Supported catalytically active liquid metal solutions (SCALMS) are a very recent class of catalysts based on metal alloys that are liquid under reaction conditions. Palladium–gallium phases rich in gallium are the prototypical SCALMS, and have shown superior alkene dehydrogenation activity and stability compared to conventional supported metals. However, the determination of the structure–activity properties for such systems is not trivial, due to their unconventional physicochemical properties and the related scarcity of established characterization techniques. Now, Jörg Libuda and colleagues report an operando diffuse reflectance infrared Fourier transform spectroscopy (DRIFTS) approach for the study of propane dehydrogenation using gallium–platinum SCALMS, which represents an important step forward in the understanding of this class of catalysts.

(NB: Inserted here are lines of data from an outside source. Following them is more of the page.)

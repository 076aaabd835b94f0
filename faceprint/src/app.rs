//! Module containing concrete implementations from the [core](crate::core) module.

/// Face embedder implementations.
pub mod embedder;

/// Application state configuration.
pub mod state;

/// Vector database implementations.
pub mod vector;

/// HTTP server implementation.
pub mod server;
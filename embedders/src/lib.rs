/// Face detection and recognition with the InsightFace ONNX model pack.
#[cfg(feature = "insightface")]
pub mod insightface;

use serde::{Deserialize, Serialize};

/// Describes a loaded face model.
#[derive(Debug, Clone, PartialEq, Serialize, Deserialize)]
pub struct FaceModel {
    /// Model pack name.
    pub name: String,

    /// Embedding dimensions.
    pub size: usize,

    /// Minimum detection score for a face to be considered.
    pub detection_confidence: f32,
}

/// A face bounding box in source image pixel coordinates.
#[derive(Debug, Clone, Copy, PartialEq, Serialize, Deserialize)]
pub struct FaceBox {
    pub x1: f32,
    pub y1: f32,
    pub x2: f32,
    pub y2: f32,
    pub score: f32,
}

impl FaceBox {
    pub fn width(&self) -> f32 {
        self.x2 - self.x1
    }

    pub fn height(&self) -> f32 {
        self.y2 - self.y1
    }

    pub fn area(&self) -> f32 {
        self.width().max(0.0) * self.height().max(0.0)
    }

    /// Intersection over union of two boxes.
    pub fn iou(&self, other: &FaceBox) -> f32 {
        let x1 = self.x1.max(other.x1);
        let y1 = self.y1.max(other.y1);
        let x2 = self.x2.min(other.x2);
        let y2 = self.y2.min(other.y2);

        if x2 <= x1 || y2 <= y1 {
            return 0.0;
        }

        let intersection = (x2 - x1) * (y2 - y1);
        let union = self.area() + other.area() - intersection;

        if union <= 0.0 {
            return 0.0;
        }

        intersection / union
    }
}

/// The result of processing an image: the embedding of the most confident face.
#[derive(Debug, Clone, Serialize, Deserialize)]
pub struct FaceEmbedding {
    /// L2 normalized embedding.
    pub embedding: Vec<f32>,

    /// Detection score of the embedded face.
    pub confidence: f32,

    /// Where the face was found.
    pub face: FaceBox,

    /// Total number of faces that passed detection.
    pub faces_detected: usize,
}

#[derive(Debug, thiserror::Error)]
pub enum EmbeddingError {
    #[error("invalid image: {0}")]
    InvalidImage(String),

    #[error("no faces detected in the image")]
    NoFaceDetected,

    #[error("model error: {0}")]
    Model(String),

    #[cfg(feature = "insightface")]
    #[error(transparent)]
    Ort(#[from] ort::Error),
}

#[cfg(feature = "insightface")]
impl From<image::ImageError> for EmbeddingError {
    fn from(value: image::ImageError) -> Self {
        Self::InvalidImage(value.to_string())
    }
}

/// Scale `v` to unit length in place. Zero vectors are left untouched and `false` is returned.
pub fn l2_normalize(v: &mut [f32]) -> bool {
    let norm = v.iter().map(|x| x * x).sum::<f32>().sqrt();
    if norm == 0.0 || !norm.is_finite() {
        return false;
    }
    for x in v.iter_mut() {
        *x /= norm;
    }
    true
}

/// Non-maximum suppression. Returns the indices of the kept boxes, highest score first.
pub fn nms(boxes: &[FaceBox], iou_threshold: f32) -> Vec<usize> {
    let mut order: Vec<usize> = (0..boxes.len()).collect();
    order.sort_by(|&a, &b| {
        boxes[b]
            .score
            .partial_cmp(&boxes[a].score)
            .unwrap_or(std::cmp::Ordering::Equal)
    });

    let mut suppressed = vec![false; boxes.len()];
    let mut keep = Vec::new();

    for (i, &current) in order.iter().enumerate() {
        if suppressed[current] {
            continue;
        }
        keep.push(current);
        for &other in order.iter().skip(i + 1) {
            if !suppressed[other] && boxes[current].iou(&boxes[other]) > iou_threshold {
                suppressed[other] = true;
            }
        }
    }

    keep
}
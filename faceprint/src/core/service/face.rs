use crate::core::model::face::{FaceInsert, FaceRecord};
use crate::core::provider::ProviderState;
use crate::error::FaceprintError;
use crate::{err, map_err};
use dto::{FaceProcessorInfo, FaceVerification, ImageUpload, RegisterFace, SystemStats};
use std::sync::Arc;
use tokio::sync::OnceCell;
use tracing::{info, warn};
use uuid::Uuid;
use validify::Validify;

/// Amount of faces listed when the caller does not specify a limit.
pub const DEFAULT_LIST_LIMIT: u32 = 100;
const MAX_LIST_LIMIT: u32 = 1000;

/// High level operations related to registered faces.
#[derive(Clone)]
pub struct FaceService {
    providers: ProviderState,

    /// Vector collection holding the embeddings.
    collection: String,

    /// Used for verification when the request does not specify a threshold.
    default_threshold: f32,

    /// Set once the collection is known to exist.
    collection_ready: Arc<OnceCell<()>>,
}

impl FaceService {
    pub fn new(providers: ProviderState, collection: &str, default_threshold: f32) -> Self {
        Self {
            providers,
            collection: collection.to_string(),
            default_threshold,
            collection_ready: Arc::default(),
        }
    }

    pub fn collection(&self) -> &str {
        &self.collection
    }

    /// Create the face collection in the vector database if it does not exist.
    ///
    /// Every database operation calls this first, so a failed attempt is retried on the next
    /// request. Once it succeeds the database is not asked again.
    pub async fn init(&self) -> Result<(), FaceprintError> {
        self.collection_ready
            .get_or_try_init(|| async {
                let size = self.providers.embedder.model().size;
                self.providers
                    .vector
                    .init_collection(&self.collection, size)
                    .await?;
                info!("Initialised face collection '{}'", self.collection);
                Ok::<_, FaceprintError>(())
            })
            .await?;
        Ok(())
    }

    /// Extract the embedding of the face in `image` and store it under the given name.
    ///
    /// Returns the stored record and the detection confidence of the face.
    ///
    /// * `image`: Uploaded image.
    /// * `data`: Person information.
    pub async fn register(
        &self,
        image: ImageUpload<'_>,
        mut data: RegisterFace,
    ) -> Result<(FaceRecord, f32), FaceprintError> {
        map_err!(data.validify());
        image.check()?;

        let face = self.providers.embedder.embed_face(image.bytes).await?;
        self.check_dimensions(face.embedding.len())?;

        let description = data.description.as_deref().filter(|d| !d.trim().is_empty());
        let insert = FaceInsert::new(&data.person_name, description, face.embedding);

        self.init().await?;
        let record = self
            .providers
            .vector
            .insert_face(&self.collection, insert)
            .await?;

        info!(
            "Registered face for '{}' with ID '{}'",
            record.person_name, record.id
        );

        Ok((record, face.confidence))
    }

    /// Compare the face in `image` with the closest registered face.
    ///
    /// * `image`: Uploaded image.
    /// * `threshold`: Minimum cosine similarity for a match. Defaults to the configured one.
    pub async fn verify(
        &self,
        image: ImageUpload<'_>,
        threshold: Option<f32>,
    ) -> Result<FaceVerification, FaceprintError> {
        let threshold = threshold.unwrap_or(self.default_threshold);
        if !(0.0..=1.0).contains(&threshold) {
            return err!(InvalidParameter, "Threshold must be between 0.0 and 1.0");
        }

        image.check()?;

        let face = self.providers.embedder.embed_face(image.bytes).await?;
        self.check_dimensions(face.embedding.len())?;

        self.init().await?;
        let best = self
            .providers
            .vector
            .search(&self.collection, face.embedding, 1, Some(threshold))
            .await?
            .into_iter()
            .next();

        // The search only returns faces at or above the threshold.
        let verification = match best {
            Some(best) if best.score >= threshold => FaceVerification {
                is_match: true,
                matched_face_id: Some(best.face.id),
                matched_person_name: Some(best.face.person_name),
                similarity_score: best.score,
                confidence: face.confidence,
                threshold_used: threshold,
            },
            _ => FaceVerification {
                is_match: false,
                matched_face_id: None,
                matched_person_name: None,
                similarity_score: 0.0,
                confidence: face.confidence,
                threshold_used: threshold,
            },
        };

        info!(
            "Verification | match: {} | score: {:.4} | threshold: {threshold}",
            verification.is_match, verification.similarity_score
        );

        Ok(verification)
    }

    /// List registered faces.
    ///
    /// * `limit`: Amount of faces to return, 1 to 1000.
    pub async fn list(&self, limit: Option<u32>) -> Result<Vec<FaceRecord>, FaceprintError> {
        let limit = limit.unwrap_or(DEFAULT_LIST_LIMIT);
        if !(1..=MAX_LIST_LIMIT).contains(&limit) {
            return err!(InvalidParameter, "Limit must be between 1 and {MAX_LIST_LIMIT}");
        }
        self.init().await?;
        self.providers
            .vector
            .list_faces(&self.collection, limit)
            .await
    }

    /// Get the face for the given ID.
    ///
    /// * `id`: Face ID.
    pub async fn get(&self, id: Uuid) -> Result<FaceRecord, FaceprintError> {
        self.init().await?;
        match self.providers.vector.get_face(&self.collection, id).await? {
            Some(face) => Ok(face),
            None => err!(DoesNotExist, "Face with ID '{id}'"),
        }
    }

    /// Delete the face for the given ID.
    ///
    /// * `id`: Face ID.
    pub async fn delete(&self, id: Uuid) -> Result<(), FaceprintError> {
        self.init().await?;
        if !self
            .providers
            .vector
            .delete_face(&self.collection, id)
            .await?
        {
            return err!(DoesNotExist, "Face with ID '{id}'");
        }
        info!("Deleted face '{id}'");
        Ok(())
    }

    /// Remove all registered faces.
    pub async fn clear(&self) -> Result<(), FaceprintError> {
        let size = self.providers.embedder.model().size;
        self.providers.vector.clear(&self.collection, size).await?;
        warn!("Cleared all faces from '{}'", self.collection);
        Ok(())
    }

    pub async fn stats(&self) -> Result<SystemStats, FaceprintError> {
        self.init().await?;
        let database = self
            .providers
            .vector
            .collection_stats(&self.collection)
            .await?;
        let model = self.providers.embedder.model();

        Ok(SystemStats {
            database,
            face_processor: FaceProcessorInfo {
                model_name: model.name,
                embedding_size: model.size,
                detection_confidence: model.detection_confidence,
            },
        })
    }

    /// Check whether the vector database is reachable.
    pub async fn health(&self) -> Result<(), FaceprintError> {
        if let Err(e) = self.providers.vector.health().await {
            e.print();
            return err!(Unavailable, "Service unhealthy");
        }
        Ok(())
    }

    fn check_dimensions(&self, size: usize) -> Result<(), FaceprintError> {
        let model = self.providers.embedder.model();
        if size != model.size {
            return err!(
                Embedding,
                "Model '{}' produced an embedding of size {size}, expected {}",
                model.name,
                model.size
            );
        }
        Ok(())
    }
}

/// DTOs for face operations.
pub mod dto {
    use crate::core::model::face::CollectionStats;
    use crate::error::FaceprintError;
    use crate::err;
    use serde::Serialize;
    use utoipa::ToSchema;
    use uuid::Uuid;
    use validify::Validify;

    /// Person information attached to a registered face.
    #[derive(Debug, Clone, Default, Validify)]
    pub struct RegisterFace {
        #[modify(trim)]
        #[validate(length(min = 1, max = 100, message = "person name must be 1 to 100 characters"))]
        pub person_name: String,

        #[validate(length(max = 500, message = "description cannot exceed 500 characters"))]
        pub description: Option<String>,
    }

    impl RegisterFace {
        pub fn new(person_name: impl Into<String>, description: Option<String>) -> Self {
            Self {
                person_name: person_name.into(),
                description,
            }
        }
    }

    /// An uploaded image file.
    #[derive(Debug, Clone, Copy)]
    pub struct ImageUpload<'a> {
        /// Content type declared by the client.
        pub content_type: Option<&'a str>,
        pub bytes: &'a [u8],
    }

    impl<'a> ImageUpload<'a> {
        pub fn new(content_type: Option<&'a str>, bytes: &'a [u8]) -> Self {
            Self {
                content_type,
                bytes,
            }
        }

        /// Only `image/*` uploads with content are accepted.
        pub fn check(&self) -> Result<(), FaceprintError> {
            if !self
                .content_type
                .is_some_and(|ct| ct.trim().to_ascii_lowercase().starts_with("image/"))
            {
                return err!(InvalidFile, "File must be an image");
            }
            if self.bytes.is_empty() {
                return err!(InvalidFile, "Image file is empty");
            }
            Ok(())
        }
    }

    #[derive(Debug, Serialize, ToSchema)]
    pub struct FaceVerification {
        /// Whether the face matches a registered face.
        pub is_match: bool,

        pub matched_face_id: Option<Uuid>,

        pub matched_person_name: Option<String>,

        /// Cosine similarity with the best match, 0 if nothing was found.
        pub similarity_score: f32,

        /// Detection confidence of the face in the uploaded image.
        pub confidence: f32,

        pub threshold_used: f32,
    }

    #[derive(Debug, Serialize, ToSchema)]
    pub struct SystemStats {
        pub database: CollectionStats,
        pub face_processor: FaceProcessorInfo,
    }

    #[derive(Debug, Serialize, ToSchema)]
    pub struct FaceProcessorInfo {
        pub model_name: String,
        pub embedding_size: usize,
        pub detection_confidence: f32,
    }
}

The authors compared the activity of Ga/Al2O3, Pt/Al2O3, and Ga37Pt/Al2O3 during propane dehydrogenation, monitoring the reaction with gas chromatography, while simultaneously following the interaction of the active phase with CO — used as the probe molecule — by DRIFTS. Ab initio molecular dynamics simulations based upon DFT methods were employed to model the catalyst’s active site as well as its interaction with CO, in order to guide the interpretation of the infrared spectra. Interestingly, the simulations confirm the dynamic behaviour of Pt atoms in the gallium matrix, which occasionally reach the surface of the liquid, becoming amenable to activate the reactant (pictured). Recording DRIFTS spectra under either Ar/propane or CO/propane atmospheres, the group identified conditions under which CO can serve as a spectroscopic probe. Interestingly, the Ga–Pt SCALMS showed the highest activity and selectivity compared to the control catalysts. Moreover, while CO partially inhibited propane dehydrogenation on Pt/Al2O3, the reaction on Ga37Pt/Al2O3 was unaffected.

The spectral features of absorbed CO reveal important differences in the active sites of simple supported platinum and liquid-metal solutions. In particular, the electronic properties of Pt species are significantly altered within SCALMS due to the influence of the gallium matrix, as well as the possible presence of hydrocarbon co-adsorbates.